Repayment state moves on due dates and on partner-bank settlement, so we design the sync to reconcile against the installment due events rather than poll blindly. For the BCA, Mandiri, BRI and BNI rails the app lists, settlement confirmation can lag the user action by minutes to hours, and the connector models that lag so a downstream ledger reflects pending-versus-cleared correctly instead of flipping a balance early.

Cairin loans run 91 to 365 days — how do you represent the installment schedule?

We normalize each loan into a header plus an installment array: principal slice, interest accrual at the rate the app states, due date, and paid or outstanding status. The app describes monthly interest derived from an annual rate of up to 24 percent, so the schedule is reconstructed from the loan detail surface and validated against the running balance rather than assumed from a formula alone.

Cairin reports to OJK's SLIK through Pusdafil — does the integration touch that pipeline?

No. Pusdafil and SLIK are the regulator-facing reporting path, which the licensee operates on its own side. We read the borrower-facing surfaces under consent and design our reconciliation so an extracted ledger stays consistent with the state the borrower would see, accounting for the reporting cadence; we never attempt to read or write the OJK reporting channel.

How do you handle the KTP and facial-verification step in onboarding?

That liveness and KTP check is a one-time gate that establishes the authenticated session. We map how the session is issued and refreshed, then pull only the loan and repayment fields the integration needs, keeping identity images and KTP details out of the synced payload unless a use case genuinely requires them and consent covers it.

A first working build of the Cairin loan-and-repayment connector lands in one to two weeks. Take it as runnable source — the OpenAPI spec, Python and Node clients for the login, loan-detail and repayment surfaces, the test harness and interface docs — from $300, paid only after delivery once you are satisfied; or call our hosted endpoints and pay per call with nothing upfront. Tell us the app and what you want from its data at /contact.html.

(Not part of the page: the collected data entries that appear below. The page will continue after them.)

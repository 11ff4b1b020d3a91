//! Tag declarations
//!
//! Tags are identity-addressed typed storage cells. The `TagId` is the
//! primary key everywhere in the system; string names are a secondary
//! lookup index for diagnostics and the document format, never the key.

use std::fmt;

use indexmap::IndexMap;
use serde::{Deserialize, Serialize};

use crate::error::{BuildError, BuildResult};
use crate::value::{Value, ValueKind};

/// Stable identity of a tag. Index into the program's tag arena.
#[derive(Debug, Clone, Copy, PartialEq, Eq, Hash, PartialOrd, Ord, Serialize, Deserialize)]
pub struct TagId(pub u32);

impl TagId {
    pub fn index(self) -> usize {
        self.0 as usize
    }
}

impl fmt::Display for TagId {
    fn fmt(&self, f: &mut fmt::Formatter<'_>) -> fmt::Result {
        write!(f, "#{}", self.0)
    }
}

/// A single tag declaration.
#[derive(Debug, Clone, Serialize, Deserialize)]
pub struct TagDecl {
    pub name: String,
    pub kind: ValueKind,
    /// Value at time zero. Defaults to the kind's zero/false.
    pub initial: Value,
}

/// Arena of tag declarations with a secondary name index.
///
/// Declaration order is identity: `TagId(n)` is the n-th declared tag.
#[derive(Debug, Clone, Default, Serialize, Deserialize)]
pub struct TagSet {
    decls: Vec<TagDecl>,
    by_name: IndexMap<String, TagId>,
}

impl TagSet {
    pub fn new() -> Self {
        Self::default()
    }

    /// Declare a tag with the kind's default initial value.
    pub fn declare(&mut self, name: &str, kind: ValueKind) -> BuildResult<TagId> {
        self.declare_init(name, kind, kind.default_value())
    }

    /// Declare a tag with an explicit initial value.
    pub fn declare_init(&mut self, name: &str, kind: ValueKind, initial: Value) -> BuildResult<TagId> {
        if self.by_name.contains_key(name) {
            return Err(BuildError::DuplicateTag(name.to_string()));
        }
        if initial.kind() != kind {
            return Err(BuildError::KindMismatch {
                tag: name.to_string(),
                expected: kind,
                found: initial.kind(),
            });
        }
        let id = TagId(self.decls.len() as u32);
        self.decls.push(TagDecl {
            name: name.to_string(),
            kind,
            initial,
        });
        self.by_name.insert(name.to_string(), id);
        Ok(id)
    }

    pub fn get(&self, id: TagId) -> Option<&TagDecl> {
        self.decls.get(id.index())
    }

    /// Secondary lookup by name.
    pub fn resolve(&self, name: &str) -> Option<TagId> {
        self.by_name.get(name).copied()
    }

    pub fn len(&self) -> usize {
        self.decls.len()
    }

    pub fn is_empty(&self) -> bool {
        self.decls.is_empty()
    }

    pub fn iter(&self) -> impl Iterator<Item = (TagId, &TagDecl)> {
        self.decls
            .iter()
            .enumerate()
            .map(|(i, d)| (TagId(i as u32), d))
    }

    /// Kind of a declared tag, or an undeclared-tag error.
    pub fn kind_of(&self, id: TagId) -> BuildResult<ValueKind> {
        self.get(id)
            .map(|d| d.kind)
            .ok_or(BuildError::UndeclaredTag(id))
    }
}
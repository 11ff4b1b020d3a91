//! Target numeric profiles
//!
//! Timer and counter behavior is hardware-specific: register width, time
//! base and overflow handling differ between controller families. A
//! profile pins those choices as data so the engine and the code
//! generator never assume a generic width.

use serde::{Deserialize, Serialize};

/// Width of a timer/counter hardware register.
#[derive(Debug, Clone, Copy, PartialEq, Eq, Serialize, Deserialize)]
pub enum IntWidth {
    W16,
    W32,
}

impl IntWidth {
    /// Largest representable value at this width.
    pub fn max(self) -> u64 {
        match self {
            IntWidth::W16 => u16::MAX as u64,
            IntWidth::W32 => u32::MAX as u64,
        }
    }

    /// Mask a raw count to this width (wraparound).
    pub fn mask(self, raw: u64) -> u64 {
        raw & self.max()
    }
}

/// What a timer register does when accumulation exceeds its width.
#[derive(Debug, Clone, Copy, PartialEq, Eq, Serialize, Deserialize)]
pub enum OverflowPolicy {
    /// Wrap around to zero, losing the done state.
    Wrap,
    /// Clamp at the width's maximum.
    Saturate,
}

/// Pinned numeric behavior for one controller target.
#[derive(Debug, Clone, Copy, PartialEq, Eq, Serialize, Deserialize)]
pub struct TargetProfile {
    /// Timer accumulator register width.
    pub timer_width: IntWidth,
    /// Microseconds per timer count. Elapsed time below one count within
    /// a single scan is truncated, matching count-register hardware.
    pub time_base_us: u64,
    /// Counter register width.
    pub counter_width: IntWidth,
    /// Timer accumulator overflow behavior. Counters always wrap.
    pub timer_overflow: OverflowPolicy,
}

impl TargetProfile {
    /// 32-bit registers, 1 ms time base, saturating timers. The default
    /// soft-controller target.
    pub fn generic() -> Self {
        Self {
            timer_width: IntWidth::W32,
            time_base_us: 1_000,
            counter_width: IntWidth::W32,
            timer_overflow: OverflowPolicy::Saturate,
        }
    }

    /// 16-bit registers, 10 ms time base, wrapping timers. Models
    /// microcontroller-class hardware with narrow counter registers.
    pub fn micro16() -> Self {
        Self {
            timer_width: IntWidth::W16,
            time_base_us: 10_000,
            counter_width: IntWidth::W16,
            timer_overflow: OverflowPolicy::Wrap,
        }
    }
}

impl Default for TargetProfile {
    fn default() -> Self {
        Self::generic()
    }
}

App profile — Cairin: Pinjaman Dana Instan

Cairin (package com.iss.client.cairin) is an instant unsecured cash-loan app for Indonesia, published by PT Idana Solusi Sejahtera (Rukan Permata Senayan, South Jakarta). Per its listing, loans range from IDR 500,000 to IDR 80,000,000 over 91–365 day tenors at a maximum 24 percent annual rate, requiring a KTP, an Indonesian phone number and a bank account. It is a licensed and OJK-supervised LPBBTI operator (citing KEP-29/D.05/2021), an AFPI member, and states ISO/IEC 27001:2022 certification. A funding side lets lenders allocate from IDR 1,000,000 over 60–91 days at a stated economic benefit up to 11 percent per annum. Repayments run through ATM, mobile and internet banking across BCA, Mandiri, BRI, BNI and other major banks. This is an independent integration write-up; OpenFinance Lab is not affiliated with Cairin or PT Idana Solusi Sejahtera.